Monday, January 29, 2007

Unmotivated...

Does anyone else feel highly unmotivated to do any work? Do you have this lax attitude like "I don't care anymore" and slack on your assignments and readings?

That's been my general feeling the past month. I really have to kick myself in order to produce some work. I am feeling a little sick of school, a little sick of work and a little sick of teaching. I think being unemployed would be the best thing right now. To be unemployed and to have no school would be awesome! I could just sit around doing nothing all day...do the things that I always want to do - make my scrapbook, watch some movies, read the newspaper, etc.

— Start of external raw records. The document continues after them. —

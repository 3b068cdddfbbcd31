//! Cancellation, shutdown and worker pool scaling.

mod test_support;

use serde_json::json;
use std::sync::Arc;
use std::time::Duration;
use strata_core::{ErrorKind, HealthStatus, Permission, Request, RequestStatus, Role};
use strata_test_utils::assertions::{assert_completed, assert_error};
use strata_test_utils::MockExecutor;
use test_support::{fast_config, start_orchestrator, wait_until};

fn slow_agent(latency: Duration) -> Arc<MockExecutor> {
    Arc::new(
        MockExecutor::new("slow")
            .with_capability("crunch", Permission::ReadOnly)
            .with_latency(latency),
    )
}

#[tokio::test]
async fn cancel_stops_running_request_without_tripping_breaker() {
    let agent = slow_agent(Duration::from_secs(5));
    let orchestrator = start_orchestrator(fast_config(), &[agent.clone()]);

    let request = Request::new("alice", Role::Analyst, "crunch");
    let request_id = request.id;
    let handle = {
        let orchestrator = Arc::clone(&orchestrator);
        tokio::spawn(async move { orchestrator.submit(request).await })
    };

    assert!(wait_until(Duration::from_secs(2), || agent.running() == 1).await);
    assert!(orchestrator.cancel(request_id));

    let response = handle.await.unwrap();
    assert_error(&response, RequestStatus::Cancelled, ErrorKind::Cancelled);
    assert_eq!(orchestrator.breaker("slow").unwrap().failure_count(), 0);
    assert!(wait_until(Duration::from_secs(1), || agent.running() == 0).await);
    assert_eq!(orchestrator.active_requests(), 0);
    assert!(!orchestrator.cancel(request_id));

    orchestrator.shutdown().await;
}

#[tokio::test]
async fn cancelled_result_is_not_cached() {
    let agent = slow_agent(Duration::from_secs(5));
    let orchestrator = start_orchestrator(fast_config(), &[agent.clone()]);

    let request = Request::new("alice", Role::Analyst, "crunch");
    let request_id = request.id;
    let handle = {
        let orchestrator = Arc::clone(&orchestrator);
        tokio::spawn(async move { orchestrator.submit(request).await })
    };
    assert!(wait_until(Duration::from_secs(2), || agent.running() == 1).await);
    orchestrator.cancel(request_id);
    handle.await.unwrap();

    agent.set_latency(Duration::ZERO);
    let retry = orchestrator.submit(Request::new("alice", Role::Analyst, "crunch")).await;
    assert_completed(&retry);
    assert!(!retry.cache_hit);
    assert_eq!(agent.invocations(), 2);

    orchestrator.shutdown().await;
}

#[tokio::test]
async fn submissions_after_shutdown_are_cancelled() {
    let agent = slow_agent(Duration::ZERO);
    let orchestrator = start_orchestrator(fast_config(), &[agent.clone()]);
    orchestrator.shutdown().await;

    let response = orchestrator.submit(Request::new("alice", Role::Analyst, "crunch")).await;
    assert_error(&response, RequestStatus::Cancelled, ErrorKind::Cancelled);
    assert_eq!(agent.invocations(), 0);

    // Restarting a stopped orchestrator does nothing.
    orchestrator.start();
    assert_eq!(orchestrator.pool_stats().workers, 0);
}

#[tokio::test]
async fn pool_grows_under_sustained_load_and_shrinks_when_idle() {
    let agent = slow_agent(Duration::from_millis(400));
    let config = fast_config().with_workers(1, 4);
    let orchestrator = start_orchestrator(config, &[agent.clone()]);
    assert_eq!(orchestrator.pool_stats().workers, 1);

    let handles: Vec<_> = (0..12)
        .map(|n| {
            let orchestrator = Arc::clone(&orchestrator);
            tokio::spawn(async move {
                orchestrator
                    .submit(Request::new("alice", Role::Analyst, "crunch").with_param("n", json!(n)))
                    .await
            })
        })
        .collect();

    assert!(wait_until(Duration::from_secs(2), || orchestrator.pool_stats().workers == 4).await);

    for handle in handles {
        assert_completed(&handle.await.unwrap());
    }
    assert!(wait_until(Duration::from_secs(3), || orchestrator.pool_stats().workers == 1).await);

    orchestrator.shutdown().await;
}

#[tokio::test]
async fn health_reports_pool_and_cache() {
    let orchestrator = start_orchestrator(fast_config(), &[slow_agent(Duration::ZERO)]);

    let checks = orchestrator.health();
    let components: Vec<&str> = checks.iter().map(|c| c.component.as_str()).collect();
    assert_eq!(components, vec!["worker_pool", "cache"]);
    assert!(checks.iter().all(|c| c.status == HealthStatus::Healthy));

    orchestrator.submit(Request::new("alice", Role::Analyst, "crunch")).await;
    let checks = orchestrator.health();
    assert_eq!(checks[0].component, "breaker:slow");
    assert_eq!(checks[0].status, HealthStatus::Healthy);

    orchestrator.shutdown().await;
}

#[tokio::test]
async fn metrics_are_exposed_in_text_format() {
    let orchestrator = start_orchestrator(fast_config(), &[slow_agent(Duration::ZERO)]);
    assert_completed(&orchestrator.submit(Request::new("alice", Role::Analyst, "crunch")).await);

    let text = orchestrator.metrics_text().unwrap();
    assert!(text.contains("strata_requests_submitted_total 1"));
    assert!(text.contains("strata_requests_total"));
    assert!(text.contains("strata_execution_duration_seconds_count 1"));
    assert!(text.contains("strata_workers 2"));
    assert!(text.contains("strata_in_flight_keys 0"));
    assert!(!orchestrator.metrics_registry().gather().is_empty());

    orchestrator.shutdown().await;
}
impl CircuitBreakerConfig {
    /// Create CircuitBreakerConfig from environment variables.
    ///
    /// # Environment Variables
    /// - `STRATA_CIRCUIT_FAILURE_THRESHOLD`: Failures before opening (default: 5)
    /// - `STRATA_CIRCUIT_WINDOW_SECS`: Rolling failure window (default: 60)
    /// - `STRATA_CIRCUIT_OPEN_TIMEOUT_MS`: How long the circuit stays open (default: 30000)
    /// - `STRATA_CIRCUIT_BACKOFF_MULTIPLIER`: Growth after a failed trial (default: 2.0)
    /// - `STRATA_CIRCUIT_MAX_OPEN_TIMEOUT_MS`: Cap on the open timeout (default: 300000)
    pub fn from_env() -> Self {
        let failure_threshold = std::env::var("STRATA_CIRCUIT_FAILURE_THRESHOLD")
            .ok()
            .and_then(|s| s.parse().ok())
            .unwrap_or(DEFAULT_CIRCUIT_FAILURE_THRESHOLD);

        let window = Duration::from_secs(
            std::env::var("STRATA_CIRCUIT_WINDOW_SECS")
                .ok()
                .and_then(|s| s.parse().ok())
                .unwrap_or(DEFAULT_CIRCUIT_WINDOW_SECS),
        );

        let open_timeout = Duration::from_millis(
            std::env::var("STRATA_CIRCUIT_OPEN_TIMEOUT_MS")
                .ok()
                .and_then(|s| s.parse().ok())
                .unwrap_or(DEFAULT_CIRCUIT_OPEN_TIMEOUT_MS),
        );

        let backoff_multiplier = std::env::var("STRATA_CIRCUIT_BACKOFF_MULTIPLIER")
            .ok()
            .and_then(|s| s.parse().ok())
            .unwrap_or(DEFAULT_CIRCUIT_BACKOFF_MULTIPLIER);

        let max_open_timeout = Duration::from_millis(
            std::env::var("STRATA_CIRCUIT_MAX_OPEN_TIMEOUT_MS")
                .ok()
                .and_then(|s| s.parse().ok())
                .unwrap_or(DEFAULT_CIRCUIT_MAX_OPEN_TIMEOUT_MS),
        );

        Self {
            failure_threshold,
            window,
            open_timeout,
            backoff_multiplier,
            max_open_timeout,
        }
    }

    pub fn with_failure_threshold(mut self, threshold: u32) -> Self {
        self.failure_threshold = threshold;
        self
    }

    pub fn with_window(mut self, window: Duration) -> Self {
        self.window = window;
        self
    }

    pub fn with_open_timeout(mut self, open_timeout: Duration) -> Self {
        self.open_timeout = open_timeout;
        self.max_open_timeout = self.max_open_timeout.max(open_timeout);
        self
    }

    pub fn with_backoff(mut self, multiplier: f64, max_open_timeout: Duration) -> Self {
        self.backoff_multiplier = multiplier;
        self.max_open_timeout = max_open_timeout;
        self
    }

    pub fn validate(&self) -> StrataResult<()> {
        if self.failure_threshold == 0 {
            return Err(ConfigError::invalid(
                "circuit_failure_threshold",
                self.failure_threshold,
                "must be positive",
            )
            .into());
        }
        if self.window.is_zero() {
            return Err(ConfigError::invalid("circuit_window", "0s", "must be positive").into());
        }
        if !self.backoff_multiplier.is_finite() || self.backoff_multiplier < 1.0 {
            return Err(ConfigError::invalid(
                "circuit_backoff_multiplier",
                self.backoff_multiplier,
                "must be at least 1.0",
            )
            .into());
        }
        if self.max_open_timeout < self.open_timeout {
            return Err(ConfigError::invalid(
                "circuit_max_open_timeout",
                format!("{:?}", self.max_open_timeout),
                "must not be shorter than circuit_open_timeout",
            )
            .into());
        }
        Ok(())
    }
}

Really though, I think the remedy would be a nice long vacation where I don't have the guilt of unfinished homework hanging over my head. I'm not even enthused about beginning my new teaching career because I'm sick of pedagogy - I'm sick of having the same point driven into me...if I hear one more time about how we have to be accommodating and strive for learner-centered lessons, I'm going to karate kick that person.

You know, sometimes I think that maybe the cause of our self-centered and individualistic society is due to the fact we are extremely child-centered. I don't know another culture that focuses so much on the development of the child...or on the needs of the student. Back in the day, children were just left to help out in the fields of the farm or to play amongst themselves...and those kids turned out fine.

But ya, back to topic, I feel unmotivated. I keep saying that I just wanna drop out of school and be a bum.

1 comment:

Steven said...

I feel the same way. I cant wait for these next few months to be over. In fact, I think I may try to escape this North American climate very soon!